CMSC 341 Binomial Queues and Fibonacci Heaps. Basic Heap Operations OpBinary Heap Leftist Heap Binomial Queue Fibonacci Heap insertO(lgN) deleteMinO(lgN)

binary heap, d-ary heap, binomial heap, amortized analysis ...

Heap Leaching

Procedures on Heap - WordPress.com … · 28/06/2016 · Heap Sort Algorithm The heap sort algorithm starts by using procedure BUILD-HEAP to build a heap on the input array A[1 .
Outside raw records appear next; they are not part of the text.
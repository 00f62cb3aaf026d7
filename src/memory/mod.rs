pub mod consolidation;
pub mod embeddings;
pub mod reconsolidator;
pub mod retriever;
pub mod semantic_writer;
pub mod store;
pub mod types;
pub mod vector;

pub use consolidation::{
    CommitTarget, ConsolidationOrchestrator, ConsolidationPhase, ConsolidationReport,
    ConsolidationScheduler, EntryOutcome, SchedulerRun,
};
pub use embeddings::{
    EmbeddingGateway, EmbeddingProvider, NoopEmbedding, OpenAiEmbedding,
    create_embedding_provider,
};
pub use reconsolidator::{Reconsolidation, Reconsolidator};
pub use retriever::Retriever;
pub use semantic_writer::{MergePlan, SemanticChange, SemanticWriter, normalize_extraction};
pub use store::{
    InMemoryVectorStore, MilvusVectorStore, RecordFilter, VectorStore, create_vector_store,
};
pub use types::{
    ConsolidationBatch, EpisodicMemory, ExtractionResult, MemoryContext, MemoryKind,
    RecalledMemory, ScoredRecord, SemanticMemory, VectorRecord,
};
//! Episodic → semantic consolidation: the per-batch state machine and the
//! watermark scheduler that feeds it.

pub mod orchestrator;
pub mod scheduler;

use crate::error::{GatewayError, StoreError};
use crate::memory::types::ExtractionResult;
use chrono::{DateTime, Utc};
use std::collections::HashSet;

pub use orchestrator::ConsolidationOrchestrator;
pub use scheduler::{ConsolidationScheduler, SchedulerRun};

#[derive(Debug, Clone, Copy, PartialEq, Eq, strum::Display)]
#[strum(serialize_all = "snake_case")]
pub enum ConsolidationPhase {
    Idle,
    Batching,
    Reconsolidating,
    Writing,
    Committing,
}

/// What a commit entry writes.
#[derive(Debug, Clone, PartialEq, Eq)]
pub enum CommitTarget {
    EpisodicUpdate { id: String },
    SemanticInsert { id: String },
    SemanticSupersede {
        old_ids: Vec<String>,
        new_id: String,
    },
}

#[derive(Debug)]
pub struct EntryOutcome {
    pub target: CommitTarget,
    pub attempts: u32,
    /// Last error when every attempt failed.
    pub error: Option<StoreError>,
}

impl EntryOutcome {
    pub fn succeeded(&self) -> bool {
        self.error.is_none()
    }
}

/// Per-run summary. Failures are reported per entry; nothing here aborts a
/// run.
#[derive(Debug, Default)]
pub struct ConsolidationReport {
    pub user_id: String,
    /// Episodic records considered, after dropping foreign ones.
    pub batch_len: usize,
    pub rewritten: usize,
    /// Records sent to the reconsolidator this run, rewritten or kept.
    pub reconsolidated: Vec<String>,
    /// Records whose episodic step was already committed by an earlier run.
    pub reconsolidation_skipped: usize,
    /// Rewritten records whose new text could not be embedded; their stored
    /// version is left untouched.
    pub reembed_failures: Vec<(String, GatewayError)>,
    pub extraction: ExtractionResult,
    pub duplicate_facts: Vec<String>,
    pub fact_failures: Vec<(String, GatewayError)>,
    pub entries: Vec<EntryOutcome>,
    /// Latest `created_at` such that every record up to it was fully
    /// consolidated. `None` when nothing in the batch may be skipped on the
    /// next run.
    pub consolidated_through: Option<DateTime<Utc>>,
}

impl ConsolidationReport {
    pub fn failed_entries(&self) -> impl Iterator<Item = &EntryOutcome> {
        self.entries.iter().filter(|e| !e.succeeded())
    }

    pub fn is_clean(&self) -> bool {
        self.failed_entries().next().is_none()
            && self.reembed_failures.is_empty()
            && self.fact_failures.is_empty()
    }

    /// Episodic records whose rewrite could not be embedded or committed.
    pub fn failed_record_ids(&self) -> HashSet<&str> {
        self.reembed_failures
            .iter()
            .map(|(id, _)| id.as_str())
            .chain(self.failed_entries().filter_map(|e| match &e.target {
                CommitTarget::EpisodicUpdate { id } => Some(id.as_str()),
                _ => None,
            }))
            .collect()
    }

    /// A fact could not be embedded or a semantic write failed. Such
    /// failures belong to no single record, so they hold back the whole
    /// batch.
    pub fn semantic_blocked(&self) -> bool {
        !self.fact_failures.is_empty()
            || self
                .failed_entries()
                .any(|e| !matches!(e.target, CommitTarget::EpisodicUpdate { .. }))
    }

    pub fn semantic_written(&self) -> usize {
        self.entries
            .iter()
            .filter(|e| {
                e.succeeded()
                    && matches!(
                        e.target,
                        CommitTarget::SemanticInsert { .. } | CommitTarget::SemanticSupersede { .. }
                    )
            })
            .count()
    }
}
On heap cache vs off-heap cache

skew heap, leftist heap - Department of Computer Science and

11. Heap Sort

HEAP Chart

Windows 8 Heap Internals final - Illmatics.comillmatics.com/Windows 8 Heap Internals (Slides).pdf · Windows 8 Heap Internals Why • Learn how the Heap Manager and Kernel Pool Allocator

Oracle Enterprise Manager 10g · The link Show Heap leads you to the Heap summary Page which breaks down the JVM heap usage by heap space and object type. The link Dump Heap to File

Volatile Use of Persistent Memory - pmem.io · Creating a Fixed Size Heap ... Creating a Variable Size Heap When PMEM_MAX_SIZE is set to zero, ... retrieve the kind of memory pool

Imogen Heap

Windows Heap Overflows - orkspace.net · Windows Heap Overflows Introduction This presentation will examine how to exploit heap based buffer overflows on the Windows platform. Heap

1 Chapter 6 Heapsort. 2 About this lecture Introduce Heap Shape Property and Heap Property Heap Operations Heapsort: Use Heap to Sort Fixing heap.